There are two ways, at least, to read this story:

One is that the leadership of the D.C. public school system is failing, that the “reforms” of the Rhee-Henderson era are a bust because the only way they can help students is to get rid of them, to push them off into the charter sector, because the leaders of the public school system have no clue about how to “reform” public schools.

The other is that changes in proficiency rates, as Matthew Di Carlo has demonstrated time and again, are meaningless (see here too). See also this post, where he showed how Mayor Bloomberg refers to proficiency rates as “meaningful,” but also “arbitrary.” They are indeed arbitrary. Read Andrew Ho’s important paper on how arbitrary proficiency rates are.

Di Carlo writes:

…… district officials and other national leaders use rate changes to “prove” that their preferred reforms are working (or are needed), while their critics argue the opposite. Similarly, entire charter school sectors are judged, up or down, by whether their raw, unadjusted rates increase or decrease.

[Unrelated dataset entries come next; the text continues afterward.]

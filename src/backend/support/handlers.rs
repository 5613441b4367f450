/**
 * Support Handlers
 *
 * POST /api/support/issue and POST /api/support/help. Both routes sit
 * behind the access gate and file the record under the admitted identity.
 */

use axum::{extract::State, http::StatusCode, response::Json};
use serde::{Deserialize, Serialize};
use serde_json::{json, Value};
use sqlx::SqlitePool;

use crate::backend::error::BackendError;
use crate::backend::middleware::AuthUser;
use crate::backend::support::db::{create_help_request, create_issue_report};

/// Message returned when title or description is missing
pub const MISSING_FIELDS: &str = "Please provide a title and description";

/// Body shared by issue reports and help requests
///
/// `null` reads the same as a missing field.
#[derive(Deserialize, Serialize, Debug, Default)]
pub struct SupportRequest {
    #[serde(default)]
    pub title: Option<String>,
    #[serde(default)]
    pub description: Option<String>,
}

impl SupportRequest {
    /// Title and description, or `MISSING_FIELDS` if either is absent or empty
    fn fields(&self) -> Result<(&str, &str), BackendError> {
        match (self.title.as_deref(), self.description.as_deref()) {
            (Some(title), Some(description)) if !title.is_empty() && !description.is_empty() => {
                Ok((title, description))
            }
            _ => Err(BackendError::validation(MISSING_FIELDS)),
        }
    }
}

/// Submit an issue report
///
/// Responds 201 with `{ message, issue }`.
pub async fn submit_issue_report(
    AuthUser(identity): AuthUser,
    State(pool): State<SqlitePool>,
    Json(request): Json<SupportRequest>,
) -> Result<(StatusCode, Json<Value>), BackendError> {
    let (title, description) = request.fields()?;

    let issue = create_issue_report(&pool, identity.id, title, description).await?;
    tracing::info!("Issue report {} filed by {}", issue.id, identity.name);

    Ok((
        StatusCode::CREATED,
        Json(json!({
            "message": "Issue report submitted successfully",
            "issue": issue,
        })),
    ))
}

/// Submit an expert help request
///
/// Responds 201 with `{ message, helpRequest }`; the request starts out
/// `Pending`.
pub async fn submit_help_request(
    AuthUser(identity): AuthUser,
    State(pool): State<SqlitePool>,
    Json(request): Json<SupportRequest>,
) -> Result<(StatusCode, Json<Value>), BackendError> {
    let (title, description) = request.fields()?;

    let help_request = create_help_request(&pool, identity.id, title, description).await?;
    tracing::info!("Help request {} opened by {}", help_request.id, identity.name);

    Ok((
        StatusCode::CREATED,
        Json(json!({
            "message": "Expert help request submitted",
            "helpRequest": help_request,
        })),
    ))
}
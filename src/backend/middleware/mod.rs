//! Middleware Module
//!
//! This module contains HTTP middleware for the backend server.
//!
//! - **`auth`** - The access gate protecting signed-in routes

pub mod auth;

pub use auth::{auth_middleware, extract_bearer_token, AccessGate, AuthUser, MissingToken};
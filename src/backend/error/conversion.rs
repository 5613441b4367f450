/**
 * Error Conversion
 *
 * This module provides the `IntoResponse` implementation for backend errors,
 * allowing handlers and middleware to return them directly.
 *
 * # Response Format
 *
 * Client errors (4xx) are returned as `{ "message": "<text>" }`.
 * Server errors (5xx) are returned as
 * `{ "message": "Server Error", "error": "<text>" }`.
 */

use axum::response::{IntoResponse, Json, Response};
use serde_json::json;

use crate::backend::error::types::BackendError;

impl IntoResponse for BackendError {
    fn into_response(self) -> Response {
        let status = self.status_code();

        let body = if self.is_client_error() {
            json!({ "message": self.message() })
        } else {
            tracing::error!("Request failed: {}", self);
            json!({ "message": "Server Error", "error": self.message() })
        };

        (status, Json(body)).into_response()
    }
}
/**
 * Server Initialization
 *
 * This module wires configuration, storage and routes into a ready-to-serve
 * axum `Router`.
 *
 * # Initialization Process
 *
 * 1. Open the database and apply migrations (fatal on failure)
 * 2. Build the credential store and token issuer from configuration
 * 3. Create the router with all routes and middleware
 */

use axum::Router;

use crate::backend::error::BackendError;
use crate::backend::routes::router::create_router;
use crate::backend::server::config::{open_database, ServerConfig};
use crate::backend::server::state::AppState;

/// Create and configure the axum application
///
/// # Errors
///
/// Returns `StorageUnavailable` if the database cannot be opened; the
/// caller is expected to exit.
pub async fn create_app(config: &ServerConfig) -> Result<Router<()>, BackendError> {
    tracing::info!("Initializing CropGuard backend server");

    let db_pool = open_database(&config.database_url).await?;
    let app_state = AppState::new(db_pool, config.jwt_secret.as_bytes());

    Ok(create_router(app_state))
}
//! Server Module
//!
//! This module contains the code that initializes and configures the axum
//! HTTP server.
//!
//! # Module Structure
//!
//! ```text
//! server/
//! ├── mod.rs          - Module exports and documentation
//! ├── state.rs        - AppState and FromRef implementations
//! ├── config.rs       - Environment configuration and database opening
//! └── init.rs         - Server initialization and app creation
//! ```
//!
//! # Initialization Flow
//!
//! 1. **Configuration Loading**: `ServerConfig::from_env` (fatal if incomplete)
//! 2. **Storage**: open the SQLite pool and run migrations (fatal on failure)
//! 3. **State Creation**: credential store and token issuer get explicit config
//! 4. **Router Creation**: routes, access gate and CORS

/// Application state management
pub mod state;

/// Server configuration loading
pub mod config;

/// Server initialization
pub mod init;

// Re-export commonly used types
pub use config::{open_database, ConfigError, ServerConfig};
pub use init::create_app;
pub use state::AppState;
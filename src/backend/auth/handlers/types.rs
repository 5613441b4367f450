/**
 * Authentication Handler Types
 *
 * This module defines the request and response types used by the
 * register, login and me handlers.
 */

use serde::{Deserialize, Serialize};
use uuid::Uuid;

/// Register and login request
///
/// Missing and `null` fields both deserialize as `None` so that they reach
/// the credential store's validation instead of failing JSON extraction.
#[derive(Deserialize, Serialize, Debug, Default)]
pub struct CredentialsRequest {
    /// Display name
    #[serde(default)]
    pub name: Option<String>,
    /// Plaintext password (hashed before storage, never logged)
    #[serde(default)]
    pub password: Option<String>,
}

impl CredentialsRequest {
    /// Name as sent, or empty if absent
    pub fn name(&self) -> &str {
        self.name.as_deref().unwrap_or_default()
    }

    /// Password as sent, or empty if absent
    pub fn password(&self) -> &str {
        self.password.as_deref().unwrap_or_default()
    }
}

/// Auth response
///
/// Returned by register and login. Carries the bearer token for
/// immediate use.
#[derive(Serialize, Deserialize, Debug)]
pub struct AuthResponse {
    /// Identity id
    pub id: Uuid,
    /// Display name
    pub name: String,
    /// Bearer token (30-day expiration)
    pub token: String,
}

So, what’s the problem? In short, it’s that year-to-year changes in proficiency rates are not valid evidence of school or policy effects. These measures cannot do the job we’re having them do, even on a limited basis. This really has to stop.

The literature is replete with warnings and detailed expositions of these measures’ limitations. Let’s just quickly recap the major points, with links to some relevant evidence and previous posts.

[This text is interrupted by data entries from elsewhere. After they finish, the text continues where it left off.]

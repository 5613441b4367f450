//! Backend Error Module
//!
//! This module defines the error taxonomy of the backend server.
//!
//! # Module Structure
//!
//! ```text
//! error/
//! ├── mod.rs        - Module exports and documentation
//! ├── types.rs      - Error type definitions
//! └── conversion.rs - IntoResponse implementation
//! ```
//!
//! # HTTP Response Conversion
//!
//! `BackendError` implements `IntoResponse`, so handlers return
//! `Result<_, BackendError>` and the middleware short-circuits with it.

/// Error type definitions
pub mod types;

/// Error conversion implementations
pub mod conversion;

// Re-export commonly used types
pub use types::{AuthFailure, BackendError};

  • Proficiency rates may be a useful way to present information accessibly to parents and the public, but they can be highly-misleading measures of student performance, as they only tell you how many test-takers are above a given (often somewhat arbitrary) cutpoint. The problems are especially salient when the rates are viewed over time – rates can increase while average scores decrease (and vice-versa), and rate changes are heavily dependent on the choice of cutpoint and distribution of cohorts’ scores around it. They are really not appropriate for evaluating schools or policies, even using the best analytical approaches (for just two among dozens of examples of additional research on this topic, see this published 2008 paper and this one from 2003);
  • The data are (almost always) cross-sectional, and they mask changes in the sample of students taking the test, especially at the school- and district-level, where samples are smaller (note that this issue can apply to both rates and actual scores; for more, see this Mathematica report and this 2002 published article);
  • Most of the change in raw proficiency rates between years is transitory – i.e., it is not due to the quality of a school or the efficacy of a policy, but rather to random error, sampling variation (see the second bullet) or factors, such as students’ circumstances and characteristics, that are outside of schools’ control (see this paper analyzing Colorado data, this one on North Carolina and our quick analysis of California data).